The following list gives attributes of a good vision statement:
- It should state what the organization aims to be in the future.
- It should allow for growth and development.
- It should be inspiring to the employees. Now you can use the adjectives and adverbs that didn’t belong in them mission statement.
- It should be clear.
Finally, many organizations have a values statement.
Carter McNamara says
“Values represent the core priorities
in the organization’s culture, including what drives members’
priorities and how they truly act in the organization, etc.”
Consider these examples:
- “Toastmasters International’s core values are integrity,
dedication to excellence, service to the member, and respect for the individual.
These are values worthy of a great organization, and we believe we should
incorporate them as anchor points in every decision we make.
Our core values provide us with a means of not only guiding but
also evaluating our operations, our planning, and our vision for the future.”
(Source)
-
"IBMers determined that our actions will be driven by these values:
- Dedication to every client's success
- Innovation that matters, for our company and for the world
- Trust and personal responsibility in all relationships"
(Source)
- A2Z Computing Services Value Statement:
We are responsible to the communities that we represent. To provide them a service that will enhance their online community with a professional, informative and entertaining website.

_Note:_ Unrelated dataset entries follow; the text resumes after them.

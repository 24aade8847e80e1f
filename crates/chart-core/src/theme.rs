// File: crates/chart-core/src/theme.rs
// Summary: Light/Dark theming for chart rendering colors and the per-group series palette.

use std::fmt;

/// Opaque RGB color, written to SVG as `#rrggbb`.
#[derive(Clone, Copy, Debug, PartialEq, Eq, Hash)]
pub struct Color {
    pub r: u8,
    pub g: u8,
    pub b: u8,
}

impl Color {
    pub const fn rgb(r: u8, g: u8, b: u8) -> Self { Self { r, g, b } }

    /// Parse `#rrggbb` (leading `#` optional).
    pub fn from_hex(s: &str) -> Option<Self> {
        let hex = s.strip_prefix('#').unwrap_or(s);
        if hex.len() != 6 || !hex.is_ascii() { return None; }
        let channel = |i: usize| u8::from_str_radix(&hex[i..i + 2], 16).ok();
        Some(Self { r: channel(0)?, g: channel(2)?, b: channel(4)? })
    }
}

impl fmt::Display for Color {
    fn fmt(&self, f: &mut fmt::Formatter<'_>) -> fmt::Result {
        write!(f, "#{:02x}{:02x}{:02x}", self.r, self.g, self.b)
    }
}

/// Fixed color per group key; unknown keys get `fallback`.
#[derive(Clone, Debug, PartialEq)]
pub struct Palette {
    pub entries: Vec<(String, Color)>,
    pub fallback: Color,
}

impl Palette {
    pub fn color_for(&self, group: &str) -> Color {
        self.entries
            .iter()
            .find(|(name, _)| name == group)
            .map(|(_, c)| *c)
            .unwrap_or(self.fallback)
    }

    /// Builder-style override for one group key.
    pub fn with(mut self, group: impl Into<String>, color: Color) -> Self {
        let group = group.into();
        match self.entries.iter_mut().find(|(name, _)| *name == group) {
            Some(entry) => entry.1 = color,
            None => self.entries.push((group, color)),
        }
        self
    }
}

impl Default for Palette {
    fn default() -> Self {
        Self {
            entries: vec![
                ("Masculino".to_string(), Color::rgb(0x3b, 0x82, 0xf6)), // blue
                ("Feminino".to_string(), Color::rgb(0xec, 0x48, 0x99)),  // pink
                ("Ambos".to_string(), Color::rgb(0x10, 0xb9, 0x81)),     // green
            ],
            fallback: Color::rgb(0x63, 0x66, 0xf1), // indigo
        }
    }
}

#[derive(Clone, Debug, PartialEq)]
pub struct Theme {
    pub name: &'static str,
    pub background: Option<Color>,
    pub grid: Color,
    pub axis_line: Color,
    pub axis_label: Color,
    pub title: Color,
    pub placeholder: Color,
    /// Outline drawn around legend dots.
    pub legend_dot_stroke: Color,
    pub palette: Palette,
}

impl Theme {
    pub fn light() -> Self {
        Self {
            name: "light",
            background: None, // transparent, inherits the host page
            grid: Color::rgb(0xe5, 0xe7, 0xeb),
            axis_line: Color::rgb(0x37, 0x41, 0x51),
            axis_label: Color::rgb(0x11, 0x18, 0x27),
            title: Color::rgb(0x11, 0x18, 0x27),
            placeholder: Color::rgb(0x6b, 0x72, 0x80),
            legend_dot_stroke: Color::rgb(0xff, 0xff, 0xff),
            palette: Palette::default(),
        }
    }

    pub fn dark() -> Self {
        Self {
            name: "dark",
            background: Some(Color::rgb(18, 18, 20)),
            grid: Color::rgb(40, 40, 45),
            axis_line: Color::rgb(180, 180, 190),
            axis_label: Color::rgb(235, 235, 245),
            title: Color::rgb(235, 235, 245),
            placeholder: Color::rgb(150, 150, 160),
            legend_dot_stroke: Color::rgb(18, 18, 20),
            palette: Palette::default(),
        }
    }
}

impl Default for Theme {
    fn default() -> Self { Self::light() }
}

/// Return a list of built-in theme presets.
pub fn presets() -> Vec<Theme> {
    vec![Theme::light(), Theme::dark()]
}

/// Find a theme by its `name`, falling back to light.
pub fn find(name: &str) -> Theme {
    for t in presets() { if t.name.eq_ignore_ascii_case(name) { return t; } }
    Theme::light()
}
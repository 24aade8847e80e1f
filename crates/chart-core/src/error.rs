// File: crates/chart-core/src/error.rs
// Summary: Error type shared by record loading, SVG writing and row export.

use thiserror::Error;

#[derive(Debug, Error)]
pub enum ChartError {
    #[error("io error: {0}")]
    Io(#[from] std::io::Error),

    #[error("csv error: {0}")]
    Csv(#[from] csv::Error),

    #[error("json error: {0}")]
    Json(#[from] serde_json::Error),

    /// Writing into the in-memory SVG buffer failed.
    #[error("svg write failed")]
    Svg(#[from] std::fmt::Error),

    #[error("missing required column '{0}'")]
    MissingColumn(&'static str),

    #[error("invalid value '{value}' in column '{column}' (row {row})")]
    InvalidValue { column: &'static str, row: usize, value: String },

    #[error("there are no rows to export")]
    NothingToExport,
}

pub type Result<T> = std::result::Result<T, ChartError>;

We are responsible to the residents of the communities. To provide them a source of information pertaining to all aspects of their community that are inkeeping with the community's values and morals.
We are responsible to the businesses that advertise on and sponsor our pages. To do our best to ensure the success of their advertising campaign with fair pricing and quality design work.
We are responsible to the nonprofit and community organizations. To provide them a method to market and support their missions via our community websites.
We are responsible to our employees. To provide them a safe work environment, fair wages, opportunity for advancement, and equal opportunity regardless of sex, race or religion.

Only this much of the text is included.